### TASK BRIEF
Select, from the data, each line where "written" occurs.

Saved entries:
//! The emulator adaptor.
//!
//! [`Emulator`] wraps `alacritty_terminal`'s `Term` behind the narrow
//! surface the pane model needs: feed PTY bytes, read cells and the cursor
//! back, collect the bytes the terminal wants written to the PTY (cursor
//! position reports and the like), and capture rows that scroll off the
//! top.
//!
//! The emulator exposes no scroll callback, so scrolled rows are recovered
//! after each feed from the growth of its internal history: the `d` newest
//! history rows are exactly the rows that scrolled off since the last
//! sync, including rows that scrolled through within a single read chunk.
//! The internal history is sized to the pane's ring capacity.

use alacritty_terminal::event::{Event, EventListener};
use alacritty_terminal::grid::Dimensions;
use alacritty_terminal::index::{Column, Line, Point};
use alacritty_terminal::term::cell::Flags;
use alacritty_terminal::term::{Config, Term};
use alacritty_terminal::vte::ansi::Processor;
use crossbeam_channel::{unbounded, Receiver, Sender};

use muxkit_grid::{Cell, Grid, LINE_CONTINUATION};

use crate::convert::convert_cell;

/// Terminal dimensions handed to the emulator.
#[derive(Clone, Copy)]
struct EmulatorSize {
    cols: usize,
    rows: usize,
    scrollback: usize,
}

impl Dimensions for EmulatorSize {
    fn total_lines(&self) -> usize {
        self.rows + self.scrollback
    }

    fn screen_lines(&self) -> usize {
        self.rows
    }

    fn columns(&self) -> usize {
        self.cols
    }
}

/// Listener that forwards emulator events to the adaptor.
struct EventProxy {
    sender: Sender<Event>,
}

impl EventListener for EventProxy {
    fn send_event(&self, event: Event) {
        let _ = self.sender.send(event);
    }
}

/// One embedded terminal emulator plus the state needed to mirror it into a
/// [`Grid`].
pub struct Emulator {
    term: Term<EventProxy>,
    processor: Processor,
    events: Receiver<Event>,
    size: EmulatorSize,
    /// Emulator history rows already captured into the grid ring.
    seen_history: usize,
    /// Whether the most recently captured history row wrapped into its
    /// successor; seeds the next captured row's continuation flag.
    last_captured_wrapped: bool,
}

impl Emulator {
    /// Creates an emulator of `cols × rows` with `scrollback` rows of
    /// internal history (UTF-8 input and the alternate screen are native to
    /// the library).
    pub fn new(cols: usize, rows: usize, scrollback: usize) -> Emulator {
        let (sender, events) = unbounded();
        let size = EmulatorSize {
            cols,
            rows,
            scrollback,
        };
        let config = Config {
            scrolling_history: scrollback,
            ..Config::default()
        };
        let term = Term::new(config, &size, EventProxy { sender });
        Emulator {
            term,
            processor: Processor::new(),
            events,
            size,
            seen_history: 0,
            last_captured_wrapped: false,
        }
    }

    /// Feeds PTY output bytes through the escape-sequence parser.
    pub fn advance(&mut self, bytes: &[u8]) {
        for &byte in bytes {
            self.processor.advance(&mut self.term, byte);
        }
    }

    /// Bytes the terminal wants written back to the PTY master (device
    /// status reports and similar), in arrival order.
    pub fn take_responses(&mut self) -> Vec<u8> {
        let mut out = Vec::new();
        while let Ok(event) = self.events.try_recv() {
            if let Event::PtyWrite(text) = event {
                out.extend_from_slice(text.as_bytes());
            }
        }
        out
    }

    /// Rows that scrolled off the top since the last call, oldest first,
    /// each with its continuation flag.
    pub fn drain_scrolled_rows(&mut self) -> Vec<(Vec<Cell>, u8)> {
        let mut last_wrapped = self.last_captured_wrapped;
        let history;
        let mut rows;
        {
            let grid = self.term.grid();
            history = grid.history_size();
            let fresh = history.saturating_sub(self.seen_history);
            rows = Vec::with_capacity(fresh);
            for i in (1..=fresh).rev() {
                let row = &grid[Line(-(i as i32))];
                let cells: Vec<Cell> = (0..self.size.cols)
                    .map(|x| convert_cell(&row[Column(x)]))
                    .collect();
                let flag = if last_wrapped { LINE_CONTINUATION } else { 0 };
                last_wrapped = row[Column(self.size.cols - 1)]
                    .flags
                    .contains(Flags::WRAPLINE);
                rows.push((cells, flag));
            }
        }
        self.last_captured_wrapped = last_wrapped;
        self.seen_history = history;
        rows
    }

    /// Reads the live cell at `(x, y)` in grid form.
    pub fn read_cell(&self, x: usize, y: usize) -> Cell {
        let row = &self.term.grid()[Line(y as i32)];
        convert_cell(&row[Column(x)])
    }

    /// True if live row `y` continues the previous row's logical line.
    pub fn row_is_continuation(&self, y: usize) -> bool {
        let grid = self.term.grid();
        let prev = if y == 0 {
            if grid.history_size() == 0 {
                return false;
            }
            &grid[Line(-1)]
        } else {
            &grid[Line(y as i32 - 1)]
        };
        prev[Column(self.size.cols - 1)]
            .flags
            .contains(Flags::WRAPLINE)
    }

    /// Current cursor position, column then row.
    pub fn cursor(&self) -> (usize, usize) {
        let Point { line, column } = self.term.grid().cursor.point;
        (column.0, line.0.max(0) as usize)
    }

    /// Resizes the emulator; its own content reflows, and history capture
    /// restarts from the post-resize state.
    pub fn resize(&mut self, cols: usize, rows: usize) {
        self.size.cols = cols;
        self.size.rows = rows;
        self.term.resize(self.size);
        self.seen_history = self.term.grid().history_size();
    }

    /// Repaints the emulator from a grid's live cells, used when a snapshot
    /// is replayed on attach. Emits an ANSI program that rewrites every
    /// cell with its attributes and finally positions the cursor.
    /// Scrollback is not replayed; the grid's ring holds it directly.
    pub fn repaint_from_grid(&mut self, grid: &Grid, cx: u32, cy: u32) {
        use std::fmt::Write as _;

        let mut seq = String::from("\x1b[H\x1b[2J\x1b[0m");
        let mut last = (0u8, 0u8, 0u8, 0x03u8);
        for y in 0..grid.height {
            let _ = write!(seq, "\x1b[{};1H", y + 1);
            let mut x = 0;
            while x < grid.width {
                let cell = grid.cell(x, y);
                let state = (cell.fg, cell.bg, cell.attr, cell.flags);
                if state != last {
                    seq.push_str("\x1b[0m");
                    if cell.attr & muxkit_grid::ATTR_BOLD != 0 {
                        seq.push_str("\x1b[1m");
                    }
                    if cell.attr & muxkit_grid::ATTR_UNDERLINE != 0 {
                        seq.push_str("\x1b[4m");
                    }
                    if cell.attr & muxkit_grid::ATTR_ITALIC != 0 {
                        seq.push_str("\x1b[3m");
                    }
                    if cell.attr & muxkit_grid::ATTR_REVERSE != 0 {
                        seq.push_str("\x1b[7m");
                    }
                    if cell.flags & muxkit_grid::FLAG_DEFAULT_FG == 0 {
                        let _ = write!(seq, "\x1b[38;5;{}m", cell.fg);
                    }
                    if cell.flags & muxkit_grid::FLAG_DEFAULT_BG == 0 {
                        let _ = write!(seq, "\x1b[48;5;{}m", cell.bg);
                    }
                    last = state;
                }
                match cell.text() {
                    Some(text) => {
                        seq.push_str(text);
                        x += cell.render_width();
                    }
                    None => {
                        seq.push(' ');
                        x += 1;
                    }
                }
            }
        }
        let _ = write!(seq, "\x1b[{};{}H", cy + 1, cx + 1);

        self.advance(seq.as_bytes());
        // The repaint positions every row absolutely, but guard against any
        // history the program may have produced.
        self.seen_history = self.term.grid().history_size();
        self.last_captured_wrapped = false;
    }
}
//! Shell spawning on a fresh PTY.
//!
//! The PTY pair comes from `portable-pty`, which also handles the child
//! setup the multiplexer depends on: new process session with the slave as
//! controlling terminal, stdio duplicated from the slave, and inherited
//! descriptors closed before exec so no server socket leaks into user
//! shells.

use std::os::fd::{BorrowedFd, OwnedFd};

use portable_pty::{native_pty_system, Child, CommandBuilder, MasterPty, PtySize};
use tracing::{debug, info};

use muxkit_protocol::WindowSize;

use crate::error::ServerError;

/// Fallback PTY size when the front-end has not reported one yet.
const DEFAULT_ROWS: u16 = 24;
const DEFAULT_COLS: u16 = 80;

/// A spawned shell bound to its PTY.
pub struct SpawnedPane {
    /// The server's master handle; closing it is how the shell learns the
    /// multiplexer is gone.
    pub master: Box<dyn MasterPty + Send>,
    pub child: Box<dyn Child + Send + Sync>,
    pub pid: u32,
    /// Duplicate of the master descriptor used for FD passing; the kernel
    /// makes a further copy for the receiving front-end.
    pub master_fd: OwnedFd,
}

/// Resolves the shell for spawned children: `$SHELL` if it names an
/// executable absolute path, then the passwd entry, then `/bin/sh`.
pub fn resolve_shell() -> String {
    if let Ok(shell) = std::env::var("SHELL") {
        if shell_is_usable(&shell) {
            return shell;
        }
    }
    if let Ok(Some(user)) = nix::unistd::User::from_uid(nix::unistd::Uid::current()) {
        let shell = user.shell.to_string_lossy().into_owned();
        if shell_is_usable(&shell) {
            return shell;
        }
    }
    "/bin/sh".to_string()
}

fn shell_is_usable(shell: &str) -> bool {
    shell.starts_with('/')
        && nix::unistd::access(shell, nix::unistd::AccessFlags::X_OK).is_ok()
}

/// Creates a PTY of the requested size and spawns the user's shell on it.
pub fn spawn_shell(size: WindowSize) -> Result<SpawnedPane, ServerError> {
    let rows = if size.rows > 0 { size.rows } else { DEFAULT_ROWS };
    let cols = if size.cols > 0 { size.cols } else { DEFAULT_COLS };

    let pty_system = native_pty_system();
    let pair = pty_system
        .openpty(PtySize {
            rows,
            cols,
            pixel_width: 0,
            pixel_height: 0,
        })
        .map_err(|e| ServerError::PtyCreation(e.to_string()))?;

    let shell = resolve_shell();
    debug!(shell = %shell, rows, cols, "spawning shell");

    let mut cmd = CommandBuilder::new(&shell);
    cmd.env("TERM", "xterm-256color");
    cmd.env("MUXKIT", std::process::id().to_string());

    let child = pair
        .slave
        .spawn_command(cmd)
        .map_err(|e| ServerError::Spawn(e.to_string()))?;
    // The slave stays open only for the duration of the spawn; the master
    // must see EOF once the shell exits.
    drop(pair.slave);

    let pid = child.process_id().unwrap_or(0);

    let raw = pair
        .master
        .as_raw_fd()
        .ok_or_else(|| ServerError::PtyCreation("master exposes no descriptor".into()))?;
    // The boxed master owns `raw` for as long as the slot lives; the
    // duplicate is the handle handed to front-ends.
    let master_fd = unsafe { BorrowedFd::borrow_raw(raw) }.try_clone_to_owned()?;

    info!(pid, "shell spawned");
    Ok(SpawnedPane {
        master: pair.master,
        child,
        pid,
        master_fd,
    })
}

### ANSWER SECTION
//! back, collect the bytes the terminal wants written to the PTY (cursor
    /// Bytes the terminal wants written back to the PTY master (device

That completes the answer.